Sehingga, dengan sendirinya tidak ada hubungan sebab-akibat (causal verband) antara kerugian dimaksud dengan berlakunya Undang-Undang yang dimohonkan pengujian tersebut.
"Dengan demikian, pemohon tidak mempunyai kedudukan hukum (legal standing) untuk mengajukan permohonan a quo," kata hakim MK, Aswanto di Gedung Mahkamah Konstitusi, Jalan Medan Merdeka Barat, Jakarta Pusat, Rabu (4/11).
Menurut Mahkamah, pendidikan nasional berfungsi mengembangkan kemampuan dan membentuk watak serta peradaban bangsa yang bermartabat dalam rangka mencerdaskan kehidupan bangsa. Pendidikan nasional juga bertujuan untuk berkembangnya potensi peserta didik agar menjadi manusia yang beriman dan bertakwa kepada Tuhan Yang Maha Esa, berakhlak mulia, sehat, berilmu, cakap, kreatif, mandiri, dan menjadi warga negara yang demokratis serta bertanggung jawab.
"Adalah sudah menjadi hak dan kewajiban bagi warga negara, orang tua, masyarakat, dan pemerintah untuk ikut berperan mewujudkan tujuan pendidikan nasional dimaksud," ucap Aswanto.
Mahkamah menilai, banyaknya terjadi kekerasan seksual bukan semata-mata disebabkan dari kurang atau bahkan tidak adanya pendidikan kesehatan reproduksi.

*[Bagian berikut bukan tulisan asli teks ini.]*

//! Shared HTTP retry policy for upstream services.
//!
//! - HTTP 429 (rate limited) and 5xx (server error) → retry
//! - Other non-success statuses → fail immediately
//! - Network errors and timeouts → retry
//! - Backoff: 1s, 2s, 4s, 8s, 16s, 32s (capped at 2^5)
//!
//! Failures are mapped onto the core error taxonomy so callers can tell a
//! retryable outage from a rejected request.

use reqwest::{RequestBuilder, Response, StatusCode};
use std::time::Duration;

use scheme_rag_core::error::{Error, Result};

/// Delay before retry number `attempt` (1-based).
pub fn backoff(attempt: u32) -> Duration {
    Duration::from_secs(1 << (attempt.saturating_sub(1)).min(5))
}

/// Map a non-success status and its body onto the error taxonomy.
pub fn status_error(service: &'static str, status: StatusCode, body: String) -> Error {
    if status == StatusCode::TOO_MANY_REQUESTS || status.is_server_error() {
        Error::UpstreamUnavailable {
            service,
            message: format!("HTTP {}: {}", status, body),
        }
    } else {
        Error::UpstreamRejected {
            service,
            status: status.as_u16(),
            message: body,
        }
    }
}

/// Send the request produced by `build` until it succeeds, is rejected, or
/// `max_retries` retries are used up.
pub async fn send_with_retry<F>(service: &'static str, max_retries: u32, build: F) -> Result<Response>
where
    F: Fn() -> RequestBuilder,
{
    let mut last_err = None;

    for attempt in 0..=max_retries {
        if attempt > 0 {
            let delay = backoff(attempt);
            if let Some(err) = &last_err {
                tracing::warn!(service, attempt, delay_secs = delay.as_secs(), error = %err, "retrying");
            }
            tokio::time::sleep(delay).await;
        }

        match build().send().await {
            Ok(response) if response.status().is_success() => return Ok(response),
            Ok(response) => {
                let status = response.status();
                let body = response.text().await.unwrap_or_default();
                let err = status_error(service, status, body);
                if !err.is_retryable() {
                    return Err(err);
                }
                last_err = Some(err);
            }
            Err(e) => {
                last_err = Some(Error::UpstreamUnavailable {
                    service,
                    message: e.to_string(),
                });
            }
        }
    }

    Err(last_err.unwrap_or_else(|| Error::UpstreamUnavailable {
        service,
        message: "request failed after retries".to_string(),
    }))
}

/// Prefix `default_scheme://` when the host has no scheme, and drop trailing
/// slashes.
pub fn normalize_base_url(host: &str, default_scheme: &str) -> String {
    let host = host.trim().trim_end_matches('/');
    if host.starts_with("http://") || host.starts_with("https://") {
        host.to_string()
    } else {
        format!("{}://{}", default_scheme, host)
    }
}

#[cfg(test)]
mod tests {
    use super::*;

    #[test]
    fn test_backoff_schedule() {
        let secs: Vec<u64> = (1..=8).map(|a| backoff(a).as_secs()).collect();
        assert_eq!(secs, vec![1, 2, 4, 8, 16, 32, 32, 32]);
    }

    #[test]
    fn test_status_classification() {
        assert!(status_error("index", StatusCode::TOO_MANY_REQUESTS, String::new()).is_retryable());
        assert!(status_error("index", StatusCode::BAD_GATEWAY, String::new()).is_retryable());
        match status_error("index", StatusCode::UNAUTHORIZED, "bad key".to_string()) {
            Error::UpstreamRejected { status, message, .. } => {
                assert_eq!(status, 401);
                assert_eq!(message, "bad key");
            }
            other => panic!("expected rejection, got {:?}", other),
        }
    }

    #[test]
    fn test_normalize_base_url() {
        assert_eq!(
            normalize_base_url("idx.svc.pinecone.io/", "https"),
            "https://idx.svc.pinecone.io"
        );
        assert_eq!(normalize_base_url("localhost:11434", "http"), "http://localhost:11434");
        assert_eq!(
            normalize_base_url("https://localhost:11434", "http"),
            "https://localhost:11434"
        );
    }

    #[tokio::test]
    async fn test_unreachable_host_is_retryable() {
        let client = reqwest::Client::new();
        let err = send_with_retry("inference", 0, || client.get("http://127.0.0.1:1/"))
            .await
            .unwrap_err();
        assert!(err.is_retryable());
    }
}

Tetapi, faktor lingkungan dan faktor yang berasal dari dalam diri para pemohon itu sendiri adalah alasan utamanya.
Belum lagi, kurangnya pengawasan baik dari orangtua maupun masyarakat di sekelilingnya, juga memiliki andil besar terjadinya kekerasan tersebut.
"Seandainyapun pendidikan kesehatan reproduksi dicantumkan dalam kurikulum nasional, tidak berarti kerugian konstitusional akan atau tidak lagi terjadi," kata Aswanto.